Chiliasm and Ralios

From: Peter Metcalfe <metcalph_at_bigfoot.com>
Date: Sat, 11 Nov 2000 00:15:30 +1300


Peter Larsen

> >I don't see how you can dismiss the Taborites as "extremely poorly
> >equipped and badly led" considering that they fought in well-equipped
> >wagon fortresses-laagers and were ably led by one Zizka Hus, a
> >distinguished knight.

>The average Taborites were rural and urban poor, hardly model troops.

Which is typical for most armies in the period (as Kings and Nobles calculated that it was better for the scum-of-the-earth to die in defense of the realm than the productive members of society). While the Tabourites did have a shortage of knights they were far from being "extremely poorly equipped". Each wagon was supposed to have two handgunners, six crossbowmen, two flail-carriers, four halberdiers, two shield carriers, and two well-armed drivers. Generals have swapped sides for less...

>Zizka (spell him as you will) was a fairly talented commander, but
>he was badly compromised by splintering within the spiritual arm
>of his movement.

And to argue from this that the Tabourites were badly led is to confuse its military leadership (the leadership that makes the troops effective on the battlefield) with its political direction (the aims in which it fights for).

> >As for the Muenster Anabaptists, they managed to seize control of
> >the city after which the local bishop retook after besieging it for
> >a year. While they may have been poorly equipped and badly led
> >(insofar as Jan Beuckelzoon attempts to relieve the siege by
> >charging out with only twenty men), I don't consider their success
> >to be overly startling, considering they never managed to raise
> >much support from Anabaptists elsewhere in Germany.

>That's typical of the impact I'm talking about: intense but local.

But you originally said that you found their success to be startling considering their poor leadership and equipment whereas the Hussites weren't either of these things and the Muenster Anabaptists was pretty much what one would expected if they had sezied control of the city.

>They
>managed to hold Muenster for about a year against a combined army of
>Catholics and Protestants (which took some doing, I suspect) while
>managing a complete reorganization of society within the city.

Not really. Siege warfare was a real pain in those days as German cities often walled themselves quite well to preserve their independence.

>The wider impact of Millenial groups is the way elements of their
>philosophies kept getting recycled by similar groups.

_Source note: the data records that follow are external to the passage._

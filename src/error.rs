//! Error taxonomy shared by both ends of the channel

use serde::{Deserialize, Serialize};
use std::io;
use std::sync::Arc;
use thiserror::Error;

/// Errors returned by library operations.
///
/// Per-file read failures during a tree build never surface here; they are
/// collected into the builder's path-error map instead.
#[derive(Debug, Error)]
pub enum TakiError {
    /// Malformed frame, unexpected stream state, or undecodable payload.
    #[error("protocol error: {0}")]
    Protocol(String),

    /// The caller's cancellation token fired first.
    #[error("operation cancelled")]
    Cancelled,

    /// Unknown or already closed virtual file handle.
    #[error("handle {0} not found")]
    Handle(u64),

    /// Operation requires `SetConfig` first.
    #[error("server is not configured")]
    Config,

    /// Operation requires an earlier step of the session.
    #[error("not ready: {0}")]
    NotReady(&'static str),

    /// Root discovery did not yield exactly one candidate.
    #[error("expected exactly one target root, found {}: {:?}", .0.len(), .0)]
    Ambiguity(Vec<String>),

    #[error(transparent)]
    Task(#[from] TaskError),

    /// Failure reported verbatim by the remote side.
    #[error("remote: {0}")]
    Remote(String),

    #[error(transparent)]
    Io(#[from] io::Error),

    /// Failure observed through a shared task result.
    #[error(transparent)]
    Shared(Arc<TakiError>),
}

impl TakiError {
    pub fn protocol(msg: impl Into<String>) -> Self {
        TakiError::Protocol(msg.into())
    }
}

/// Task lookup failures for `TaskProgress`.
#[derive(Debug, Clone, Copy, PartialEq, Eq, Error, Serialize, Deserialize)]
pub enum TaskError {
    #[error("task does not exist")]
    NotExist,
    #[error("task does not report progress")]
    NotProgressive,
    #[error("task not started")]
    NotStarted,
}

/// Wire form of a failed call.
#[derive(Debug, Clone, PartialEq, Eq, Serialize, Deserialize)]
pub enum RemoteError {
    Handle(u64),
    Config,
    NotReady(String),
    Ambiguity(Vec<String>),
    Task(TaskError),
    Protocol(String),
    Other(String),
}

impl From<&TakiError> for RemoteError {
    fn from(err: &TakiError) -> Self {
        match err {
            TakiError::Handle(h) => RemoteError::Handle(*h),
            TakiError::Config => RemoteError::Config,
            TakiError::NotReady(what) => RemoteError::NotReady((*what).to_string()),
            TakiError::Ambiguity(roots) => RemoteError::Ambiguity(roots.clone()),
            TakiError::Task(t) => RemoteError::Task(*t),
            TakiError::Protocol(msg) => RemoteError::Protocol(msg.clone()),
            TakiError::Shared(inner) => RemoteError::from(inner.as_ref()),
            other => RemoteError::Other(other.to_string()),
        }
    }
}

impl From<RemoteError> for TakiError {
    fn from(err: RemoteError) -> Self {
        match err {
            RemoteError::Handle(h) => TakiError::Handle(h),
            RemoteError::Config => TakiError::Config,
            // The static description is lost on the wire; keep the text.
            RemoteError::NotReady(what) => TakiError::Remote(format!("not ready: {what}")),
            RemoteError::Ambiguity(roots) => TakiError::Ambiguity(roots),
            RemoteError::Task(t) => TakiError::Task(t),
            RemoteError::Protocol(msg) => TakiError::Protocol(format!("remote: {msg}")),
            RemoteError::Other(msg) => TakiError::Remote(msg),
        }
    }
}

Which is true of most uprisings that one can care to think of. The French Revolution, Spartacus, Masada, Tupac Amaru have all been used. I do not consider that because Millenial philosophy was recycled, it had some special resonance within the human psyche that set the downtrodden free. Rather they reappeared because they were a legitimate interpretation of the standard religious texts that could be used to justify the uprising (or whatever political deed one desires).

>In Ralios, where city-states are the norm, groups like these
>could ptentially seize a whole country before being beaten
>down by their neighbors.

You seem to be implying from the dramatic example of Muenster that this sort of thing should be a not unusual occurrence in Ralios. I find this difficult to accept. Muenster was unusual in that a bunch of loons took over, while most religious change was actually far less dramatic. For a domination by a religious group, I would take Savonarola and Florence as being more typical.

>(The Flagellants were relatively low key and orthodox in Italy; they
>might have had another Muenster had they been more "German" in their
>approach to flagellism.)

In the first outbreak, they were prominent in Germany and the Netherlands for instigating anti-Semitic violence (which lead to their suppression).

> >I have doubts about this for Safelstran religion is centred upon
> >Arkat rather than the Kingdom of Logic. Longing for the Kingdom
> >of Logic makes as much sense as Christians longing for King
> >Solomon's time.

>The longing in the Middle Ages wasn't for the Roman Empire, it was
>for a fantasy kingdom loosely based on Biblical stories.

But the longing in Safelster _is_ for the Autarchy which Arkat founded. There's a discussion about this in the Glorantha: Intro p54-57. The world of losers movement (the Gloranthan Flagellants) even worships Arkat the Martyr (Ibid p60).